In the course of time she became obsessed with stallions and mares, and years later in Karachi whenever anyone asked her what she enjoyed painting most, she would reply with perky nonchalance, “Horses. I am what they call a horse painter.” She was fascinated by the animal’s rippling muscles, flowing manes, rhythmic movements and the spectacle of galloping energy. She was also fully conversant with equine anatomy, skeletal structure, musculature, the differences between breeds, and the techniques required for quick life sketching as opposed to working from photographs. She was under their hypnotic spell and felt she simply had to paint them. The result was at times dazzling, like the picture of wild horses thundering across the Steppes of Russia on this page. At other times they were professionally slick, with carefully done studies and well-planned compositions.
Rahman was, however, considerably more than a horse painter.

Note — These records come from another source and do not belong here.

//! The matching cascade.
//!
//! One pass, short-circuiting at the first resolving stage: exact code
//! lookup, exact header lookup, fuzzy ranking over token-retrieved
//! candidates. The cascade never fails for a well-formed line — "no match"
//! is a value, not an error — so [`Matcher::match_line`] returns the verdict
//! directly; fallible work (config validation, index construction) happens
//! at setup time.

use std::collections::BTreeSet;
use std::sync::Arc;
use std::time::Instant;

use tracing::debug;

use reqmatch_catalog::{ProductIndex, ProductRecord};
use reqmatch_text::{header_score, looks_like_code, normalize_code, tokenize};

use crate::metrics::metrics_recorder;
use crate::types::{
    MatchCandidate, MatchConfig, MatchError, MatchProduct, MatchReason, MatchResult, MatchStatus,
    QueryLine,
};

/// Ranked alternatives reported per line, best first.
const MAX_CANDIDATES: usize = 5;

/// Bounded scan when no query token hits the catalog at all. Keeps the
/// unranked fallback from walking very large catalogs end to end, at the
/// cost of completeness on this path only.
const FALLBACK_SCAN_LIMIT: usize = 1500;

/// Trait for a matching engine.
pub trait Matcher: Send + Sync {
    /// Match a single query line and return the verdict.
    fn match_line(&self, line: &QueryLine) -> MatchResult;
}

/// Cascade matcher over an immutable catalog snapshot.
///
/// The snapshot is shared behind an `Arc`, so any number of threads can
/// match in parallel; a catalog refresh means building a new index and a
/// new matcher, never mutating this one.
#[derive(Debug)]
pub struct CatalogMatcher {
    index: Arc<ProductIndex>,
    config: MatchConfig,
}

impl CatalogMatcher {
    /// Index the catalog and construct a matcher in one step.
    pub fn new(products: Vec<ProductRecord>, config: MatchConfig) -> Result<Self, MatchError> {
        let index = ProductIndex::build(products)?;
        Self::with_index(Arc::new(index), config)
    }

    /// Construct a matcher over an existing snapshot handle.
    pub fn with_index(index: Arc<ProductIndex>, config: MatchConfig) -> Result<Self, MatchError> {
        config.validate()?;
        Ok(CatalogMatcher { index, config })
    }

    /// The underlying snapshot, shareable with other matchers.
    pub fn index(&self) -> &Arc<ProductIndex> {
        &self.index
    }

    fn run_cascade(&self, line: &QueryLine) -> MatchResult {
        let probe = line.name_or_code.as_deref().unwrap_or(&line.raw_line);

        if looks_like_code(probe) {
            if let Some(result) = self.code_stage(line, probe) {
                return result;
            }
        }

        if let Some(result) = self.header_stage(line) {
            return result;
        }

        self.fuzzy_stage(line)
    }

    /// Exact lookup over every code family. Zero hits fall through rather
    /// than resolving, so a code-looking free-text line still gets a chance
    /// at header and fuzzy matching.
    fn code_stage(&self, line: &QueryLine, probe: &str) -> Option<MatchResult> {
        let code = normalize_code(probe);
        if code.is_empty() {
            return None;
        }

        let hits = self.index.code_matches(&code);
        match hits.len() {
            0 => None,
            1 => {
                debug!(line_no = line.line_no, code = %code, id = hits[0].id, "resolved by code");
                let result = MatchResult {
                    status: MatchStatus::Ok,
                    confidence: 0.99,
                    reason: MatchReason::Code,
                    product: Some(MatchProduct::from(hits[0])),
                    candidates: vec![candidate_at(hits[0], 0.99)],
                };
                Some(apply_qty_override(line, result))
            }
            n => {
                debug!(line_no = line.line_no, code = %code, hits = n, "ambiguous code");
                Some(MatchResult {
                    status: MatchStatus::Review,
                    confidence: 0.8,
                    reason: MatchReason::Code,
                    product: None,
                    candidates: hits
                        .iter()
                        .take(MAX_CANDIDATES)
                        .map(|p| candidate_at(p, 0.8))
                        .collect(),
                })
            }
        }
    }

    fn header_stage(&self, line: &QueryLine) -> Option<MatchResult> {
        let hits = self.index.header_matches(&line.normalized);
        match hits.len() {
            0 => None,
            1 => {
                debug!(line_no = line.line_no, id = hits[0].id, "resolved by header");
                let result = MatchResult {
                    status: MatchStatus::Ok,
                    confidence: 0.95,
                    reason: MatchReason::Header,
                    product: Some(MatchProduct::from(hits[0])),
                    candidates: vec![candidate_at(hits[0], 0.95)],
                };
                Some(apply_qty_override(line, result))
            }
            n => {
                debug!(line_no = line.line_no, hits = n, "ambiguous header");
                Some(MatchResult {
                    status: MatchStatus::Review,
                    confidence: 0.78,
                    reason: MatchReason::Header,
                    product: None,
                    candidates: hits
                        .iter()
                        .take(MAX_CANDIDATES)
                        .map(|p| candidate_at(p, 0.78))
                        .collect(),
                })
            }
        }
    }

    fn fuzzy_stage(&self, line: &QueryLine) -> MatchResult {
        let candidates = self.rank_candidates(&line.normalized);
        let Some(top1) = candidates.first() else {
            return MatchResult {
                status: MatchStatus::NotFound,
                confidence: 0.0,
                reason: MatchReason::None,
                product: None,
                candidates: Vec::new(),
            };
        };
        let top_score = top1.score;
        // With a single candidate the gap is the score itself.
        let gap = top_score - candidates.get(1).map_or(0.0, |c| c.score);
        let best = self.index.get(top1.id).map(MatchProduct::from);
        debug!(
            line_no = line.line_no,
            top_score,
            gap,
            candidates = candidates.len(),
            "fuzzy ranking"
        );

        let result = if top_score >= self.config.ok_threshold && gap >= self.config.gap_threshold {
            MatchResult {
                status: MatchStatus::Ok,
                confidence: top_score,
                reason: MatchReason::Fuzzy,
                product: best,
                candidates,
            }
        } else if top_score >= self.config.review_threshold {
            // Unlike the exact-stage ambiguity verdicts, a weak fuzzy match
            // keeps its best guess attached for the reviewer.
            MatchResult {
                status: MatchStatus::Review,
                confidence: top_score,
                reason: MatchReason::Fuzzy,
                product: best,
                candidates,
            }
        } else {
            MatchResult {
                status: MatchStatus::NotFound,
                confidence: top_score,
                reason: MatchReason::None,
                product: None,
                candidates,
            }
        };
        apply_qty_override(line, result)
    }

    fn rank_candidates(&self, query: &str) -> Vec<MatchCandidate> {
        let query_tokens = tokenize(query);

        let mut candidate_ids: BTreeSet<i64> = BTreeSet::new();
        for token in &query_tokens {
            if let Some(ids) = self.index.ids_for_token(token) {
                candidate_ids.extend(ids.iter().copied());
            }
        }
        if candidate_ids.is_empty() {
            // Best-effort bounded scan in snapshot insertion order; past the
            // cap the true best match may be missed.
            for id in self.index.iter_ids() {
                candidate_ids.insert(id);
                if candidate_ids.len() >= FALLBACK_SCAN_LIMIT {
                    break;
                }
            }
        }

        let mut ranked: Vec<MatchCandidate> = Vec::with_capacity(candidate_ids.len());
        for id in candidate_ids {
            let (Some(product), Some(header)) =
                (self.index.get(id), self.index.normalized_header(id))
            else {
                continue;
            };
            let score = header_score(query, &header.text, &query_tokens, &header.tokens);
            ranked.push(MatchCandidate {
                id,
                sync_uid: product.sync_uid.clone(),
                header: product.header.clone(),
                score,
            });
        }

        // Stable sort over ids already in ascending order: ties resolve by
        // ascending id, so results are reproducible across rebuilds.
        ranked.sort_by(|a, b| b.score.partial_cmp(&a.score).unwrap_or(std::cmp::Ordering::Equal));
        ranked.truncate(MAX_CANDIDATES);
        ranked
    }
}

impl Matcher for CatalogMatcher {
    fn match_line(&self, line: &QueryLine) -> MatchResult {
        let start = Instant::now();
        let result = self.run_cascade(line);
        if let Some(recorder) = metrics_recorder() {
            recorder.record_match(
                result.status,
                result.reason,
                start.elapsed(),
                result.candidates.len(),
            );
        }
        result
    }
}

fn candidate_at(product: &ProductRecord, score: f64) -> MatchCandidate {
    MatchCandidate {
        id: product.id,
        sync_uid: product.sync_uid.clone(),
        header: product.header.clone(),
        score,
    }
}

/// A confident item match is not actionable without a usable quantity, so an
/// `Ok` verdict on a line with no positive quantity is demoted to review.
/// Review and not-found verdicts pass through unchanged.
fn apply_qty_override(line: &QueryLine, result: MatchResult) -> MatchResult {
    let qty_usable = line.qty.map_or(false, |q| q > 0.0);
    if qty_usable || result.status != MatchStatus::Ok {
        return result;
    }
    debug!(line_no = line.line_no, "confident match without usable quantity, demoting to review");
    MatchResult {
        status: MatchStatus::Review,
        confidence: result.confidence.min(0.7),
        ..result
    }
}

She did portraits, nudes, landscapes and seascapes, drew sketches, twisted and shaped calligraphy with consummate ease and restored other people’s paintings. She also designed stamps for the Pakistan postal service and cards for ceremonial occasions. After horses, seascapes were her favourite subject. She has painted the sea in its many moods and infinite variety. One of her canvases brought back those wonderful lines of Stephen Spender: “The gentle ocean lies like an unfingered harp upon the land.” She was equally at home in watercolor and oil and remained faithful to the realist and representational school of thought.

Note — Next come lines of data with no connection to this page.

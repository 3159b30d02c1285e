//! Canonical string forms for headers and vendor codes.
//!
//! The kept alphabet is ASCII Latin plus Russian Cyrillic А–Я; `Ё` folds to
//! `Е` before the charset filter so both spellings land on one key. Visual
//! multiplication signs (`×`, Latin `x`, Cyrillic `х`, `*`) collapse to a
//! single canonical `X` because cable cross-sections are written every which
//! way in the wild.

use std::sync::LazyLock;

use regex::Regex;

/// Area-unit spellings folded to one canonical token. The `²` sign sits
/// outside the kept charset, so this fold must run before the charset filter.
static AREA_UNIT: LazyLock<Regex> =
    LazyLock::new(|| Regex::new(r"ММ²|MM²|КВ\.\s*ММ|КВММ|MM2").expect("area-unit pattern"));

fn is_header_char(c: char) -> bool {
    c.is_ascii_uppercase() || c.is_ascii_digit() || ('А'..='Я').contains(&c)
        || matches!(c, '-' | '/' | '.')
}

fn is_code_char(c: char) -> bool {
    c.is_ascii_uppercase() || c.is_ascii_digit() || ('А'..='Я').contains(&c)
        || matches!(c, '-' | '_' | '/')
}

/// Uppercase the input and fold the per-character variants that both
/// normalizers share: `Ё` → `Е`, multiplication signs → `X`.
fn fold_chars(input: &str) -> String {
    let mut out = String::with_capacity(input.len());
    for ch in input.chars() {
        for up in ch.to_uppercase() {
            out.push(match up {
                'Ё' => 'Е',
                '×' | 'Х' | '*' => 'X',
                other => other,
            });
        }
    }
    out
}

/// Collapse repeated whitespace (including newlines and non-breaking
/// spaces) to single ASCII spaces and trim the edges.
pub fn collapse_whitespace(text: &str) -> String {
    let mut normalized = String::with_capacity(text.len());
    for segment in text.split_whitespace() {
        if !normalized.is_empty() {
            normalized.push(' ');
        }
        normalized.push_str(segment);
    }
    normalized
}

/// Canonical form of a product display name.
///
/// Uppercases, folds `Ё`/multiplication-sign/area-unit variants, strips
/// quotes and guillemets, replaces anything outside the kept charset with a
/// space, and collapses whitespace runs. Idempotent: applying it twice gives
/// the same string as applying it once.
pub fn normalize_header(input: &str) -> String {
    let folded = fold_chars(input);
    let folded = AREA_UNIT.replace_all(&folded, "MM2");

    let mut out = String::with_capacity(folded.len());
    let mut pending_space = false;
    for ch in folded.chars() {
        let keep = match ch {
            '"' | '\'' | '`' | '«' | '»' => None,
            c if is_header_char(c) => Some(c),
            _ => None,
        };
        match keep {
            Some(c) => {
                if pending_space {
                    out.push(' ');
                    pending_space = false;
                }
                out.push(c);
            }
            // Dropped chars and whitespace both become a single separator;
            // leading/trailing runs vanish because the space is only flushed
            // in front of a kept char.
            None => {
                if !out.is_empty() {
                    pending_space = true;
                }
            }
        }
    }
    out
}

/// Canonical form of a vendor/alternate code.
///
/// Uppercases, removes all whitespace, folds multiplication signs to `X`,
/// and deletes anything outside letters/digits/`-`/`_`/`/`. Idempotent.
pub fn normalize_code(input: &str) -> String {
    fold_chars(input)
        .chars()
        .filter(|c| is_code_char(*c))
        .collect()
}

/// Split a header into comparable tokens: normalize, split on spaces, and
/// drop tokens shorter than two characters. Order is left-to-right occurrence
/// and duplicates are preserved; callers needing a set must dedupe.
pub fn tokenize(input: &str) -> Vec<String> {
    normalize_header(input)
        .split(' ')
        .filter(|t| t.chars().count() >= 2)
        .map(str::to_owned)
        .collect()
}

/// Heuristic: does this line look like a vendor code rather than a name?
///
/// True iff the trimmed input contains at least one ASCII letter and one
/// digit, is at least three characters long, and consists only of letters
/// (either alphabet), digits, `-`, `_`, `/`, `.`, and whitespace. Used to
/// decide whether a code lookup is attempted before the header lookup.
pub fn looks_like_code(input: &str) -> bool {
    let trimmed = input.trim();
    if trimmed.chars().count() < 3 {
        return false;
    }
    let mut has_letter = false;
    let mut has_digit = false;
    for c in trimmed.chars() {
        has_letter |= c.is_ascii_alphabetic();
        has_digit |= c.is_ascii_digit();
        let allowed = c.is_ascii_alphanumeric()
            || ('А'..='Я').contains(&c)
            || ('а'..='я').contains(&c)
            || matches!(c, '-' | '_' | '/' | '.')
            || c.is_whitespace();
        if !allowed {
            return false;
        }
    }
    has_letter && has_digit
}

Rahman’s first teacher and critic was her beautiful Persian mother, a great artist in her own right, who insisted she learn to draw before she took up a brush. By Rahman’s own admission, her mother was a far better painter than the daughter would ever be. The advice proved invaluable because I have yet to meet a critic or collector who can find fault with either anatomy or proportion in Rahman’s sketch or painting. A gifted specialist, she learned earlier in her career how line, shape, form, light, color, space and design should be applied to a drawing or a painting.

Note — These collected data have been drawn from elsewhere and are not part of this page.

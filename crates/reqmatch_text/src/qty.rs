//! Quantity and unit extraction from raw request lines.
//!
//! Request lines mix thousand groupings ("1 000", "1.000"), decimal commas
//! ("1,5") and a small unit vocabulary. The last number on the line wins,
//! preferring a number immediately followed by a unit, so "Кабель ВВГнг
//! 3x2.5 100 м" yields 100, not 2.5.

use std::sync::LazyLock;

use regex::Regex;
use serde::{Deserialize, Serialize};

use crate::normalize::collapse_whitespace;

/// A grouped thousand number ("1 000", "1.000", "1,000") or a plain number
/// with an optional decimal part.
static NUMBER: LazyLock<Regex> =
    LazyLock::new(|| Regex::new(r"\d{1,3}(?:[\s.,]\d{3})+|\d+(?:[.,]\d+)?").expect("number pattern"));

static UNIT: LazyLock<Regex> = LazyLock::new(|| {
    Regex::new(r"(?i)шт|штук|pcs|pc|м\.?|метр|kg|кг|уп\.?|компл\.?").expect("unit pattern")
});

/// Unit anchored right after a number, with optional whitespace in between.
static UNIT_AFTER_NUMBER: LazyLock<Regex> = LazyLock::new(|| {
    Regex::new(r"^\s*(?i:шт|штук|pcs|pc|м\.?|метр|kg|кг|уп\.?|компл\.?)").expect("unit-after pattern")
});

/// Standalone unit words, stripped when isolating the item name.
static UNIT_WORD: LazyLock<Regex> = LazyLock::new(|| {
    Regex::new(r"(?i)\b(?:шт|штук|pcs|pc|м\.?|метр|kg|кг|уп\.?|компл\.?)\b")
        .expect("unit-word pattern")
});

static DOT_GROUPED: LazyLock<Regex> =
    LazyLock::new(|| Regex::new(r"^\d{1,3}(?:\.\d{3})+$").expect("dot-grouped pattern"));

static COMMA_GROUPED: LazyLock<Regex> =
    LazyLock::new(|| Regex::new(r"^\d{1,3}(?:,\d{3})+$").expect("comma-grouped pattern"));

/// Parsed quantity for one raw line.
#[derive(Debug, Clone, PartialEq, Serialize, Deserialize)]
pub struct ParsedQty {
    /// Parsed numeric quantity, if any number qualified.
    pub qty: Option<f64>,
    /// Canonicalized unit, if the line mentions one.
    pub unit: Option<String>,
    /// The raw matched span the quantity was read from, trimmed.
    pub qty_raw: Option<String>,
}

/// A number glued to a word or another number is part of an identifier
/// ("3x2.5", "ELC0100"), not a quantity.
fn is_qty_boundary(c: char) -> bool {
    c.is_ascii_alphanumeric()
        || ('А'..='Я').contains(&c)
        || ('а'..='я').contains(&c)
        || matches!(c, '.' | ',')
}

fn boundary_before(line: &str, start: usize) -> bool {
    line[..start].chars().next_back().map_or(true, |c| !is_qty_boundary(c))
}

fn boundary_after(line: &str, end: usize) -> bool {
    line[end..].chars().next().map_or(true, |c| !is_qty_boundary(c))
}

/// Extract quantity and unit from a raw line.
pub fn parse_qty(input: &str) -> ParsedQty {
    let line = input.replace('\u{00A0}', " ");

    // Last number followed by a unit beats the last bare number.
    let mut with_unit: Option<(std::ops::Range<usize>, String)> = None;
    let mut bare: Option<(std::ops::Range<usize>, String)> = None;
    for m in NUMBER.find_iter(&line) {
        if !boundary_before(&line, m.start()) {
            continue;
        }
        if let Some(unit_match) = UNIT_AFTER_NUMBER.find(&line[m.end()..]) {
            let span = m.start()..m.end() + unit_match.end();
            with_unit = Some((span, m.as_str().to_owned()));
        } else if boundary_after(&line, m.end()) {
            bare = Some((m.range(), m.as_str().to_owned()));
        }
    }

    let (qty, qty_raw) = match with_unit.or(bare) {
        Some((span, number)) => {
            let raw = line[span].trim().to_owned();
            let parsed = normalize_numeric_token(&number).parse::<f64>().ok();
            (parsed.filter(|q| q.is_finite()), Some(raw))
        }
        None => (None, None),
    };

    let unit = UNIT.find(&line).map(|m| normalize_unit(m.as_str()));

    ParsedQty { qty, unit, qty_raw }
}

/// Remove the parsed quantity span and standalone unit words from a line,
/// leaving the item name or code. Falls back to the original line when
/// stripping would leave nothing usable.
pub fn strip_qty(line: &str, parsed: &ParsedQty) -> String {
    let mut no_qty = line.to_owned();
    if let Some(qty_raw) = parsed.qty_raw.as_deref() {
        if let Some(idx) = no_qty.rfind(qty_raw) {
            no_qty.replace_range(idx..idx + qty_raw.len(), " ");
        }
    }
    let without_units = UNIT_WORD.replace_all(&no_qty, " ");
    let name = collapse_whitespace(&without_units.replace([';', '|'], " "));
    if name.chars().count() > 1 {
        name
    } else {
        line.to_owned()
    }
}

/// Canonicalize a unit spelling (шт/штук/pcs/pc → шт, м./метр → м, …).
pub fn normalize_unit(unit: &str) -> String {
    let u = unit.to_lowercase();
    match u.as_str() {
        "шт" | "штук" | "pcs" | "pc" => "шт".to_owned(),
        "м" | "м." | "метр" => "м".to_owned(),
        "kg" | "кг" => "кг".to_owned(),
        "уп" | "уп." => "уп".to_owned(),
        _ => u,
    }
}

fn normalize_numeric_token(token: &str) -> String {
    let compact: String = token.split_whitespace().collect();

    if DOT_GROUPED.is_match(&compact) {
        return compact.replace('.', "");
    }
    if COMMA_GROUPED.is_match(&compact) {
        return compact.replace(',', "");
    }
    if compact.contains(',') && !compact.contains('.') {
        return compact.replacen(',', ".", 1);
    }
    compact
}

#[cfg(test)]
mod tests {
    use super::*;

    #[test]
    fn parses_thousand_with_space() {
        assert_eq!(parse_qty("Кабель 1 000 шт").qty, Some(1000.0));
    }

    #[test]
    fn parses_decimal_comma() {
        assert_eq!(parse_qty("Провод 1,5 м").qty, Some(1.5));
    }

    #[test]
    fn parses_decimal_dot() {
        assert_eq!(parse_qty("Провод 1.5 м").qty, Some(1.5));
    }

    #[test]
    fn parses_thousand_dot() {
        assert_eq!(parse_qty("Кабель 1.000 шт").qty, Some(1000.0));
    }

    #[test]
    fn prefers_number_with_unit_over_later_bare_number() {
        let parsed = parse_qty("Кабель 25 шт арт 4417");
        assert_eq!(parsed.qty, Some(25.0));
        assert_eq!(parsed.qty_raw.as_deref(), Some("25 шт"));
    }

    #[test]
    fn takes_last_qualifying_number() {
        assert_eq!(parse_qty("Кабель ВВГнг 100 м").qty, Some(100.0));
        // Numbers glued into an identifier are not quantities.
        assert_eq!(parse_qty("Кабель ВВГнг 3x2.5").qty, None);
    }

    #[test]
    fn canonicalizes_units() {
        assert_eq!(parse_qty("Провод 5 метр").unit.as_deref(), Some("м"));
        assert_eq!(parse_qty("Болт 10 pcs").unit.as_deref(), Some("шт"));
        assert_eq!(parse_qty("Песок 2 kg").unit.as_deref(), Some("кг"));
        // The unit scan takes the first hit anywhere in the line, even inside
        // a word: the "м" of "Цемент" wins over the trailing "kg".
        assert_eq!(parse_qty("Цемент 2 kg").unit.as_deref(), Some("м"));
        assert_eq!(parse_qty("Болты 100").unit, None);
    }

    #[test]
    fn strip_qty_isolates_the_item_name() {
        let line = "Кабель ВВГнг 3x2.5 100 м";
        let parsed = parse_qty(line);
        assert_eq!(strip_qty(line, &parsed), "Кабель ВВГнг 3x2.5");

        let line = "ELC0100203802 2 шт";
        let parsed = parse_qty(line);
        assert_eq!(strip_qty(line, &parsed), "ELC0100203802");
    }

    #[test]
    fn strip_qty_keeps_qty_only_lines_intact() {
        let line = "100 шт";
        let parsed = parse_qty(line);
        assert_eq!(strip_qty(line, &parsed), "100 шт");
    }

    #[test]
    fn handles_non_breaking_spaces() {
        assert_eq!(parse_qty("Кабель 1\u{00A0}000 шт").qty, Some(1000.0));
    }
}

In Pakistan, which is one of the world’s most misogynistic and testosterone-driven places, crimes against women are often committed on the flimsiest and most capricious of excuses. Years ago, Rahman joined the small battalion of feminist activists, but instead of leading processions and shouting slogans, she used brush, paint and canvas to depict the victims of brutality, torture and abuse. The clutch of paintings she produced under the title ‘Crimes against Women’ was exhibited in a number of cities in Pakistan and abroad. She has had exhibitions in Turkey, India, the UAE, Switzerland, Oman and South Korea. Another significant series, ‘Ugly Face of Terrorism’, also evoked favourable reviews.
One hopes that she will reemerge on the cultural horizon, for she is one of the few Pakistani artists to have garnered international acclaim for her mastery in art. Rehman is particularly proud of one remark on her guest book that was put out at a New Delhi exhibition in 2007: Sunit Chopra, an art buff, wrote, “I am deeply moved by the overt simplicity of her work and the enormity of the message it conveys …. This is art.”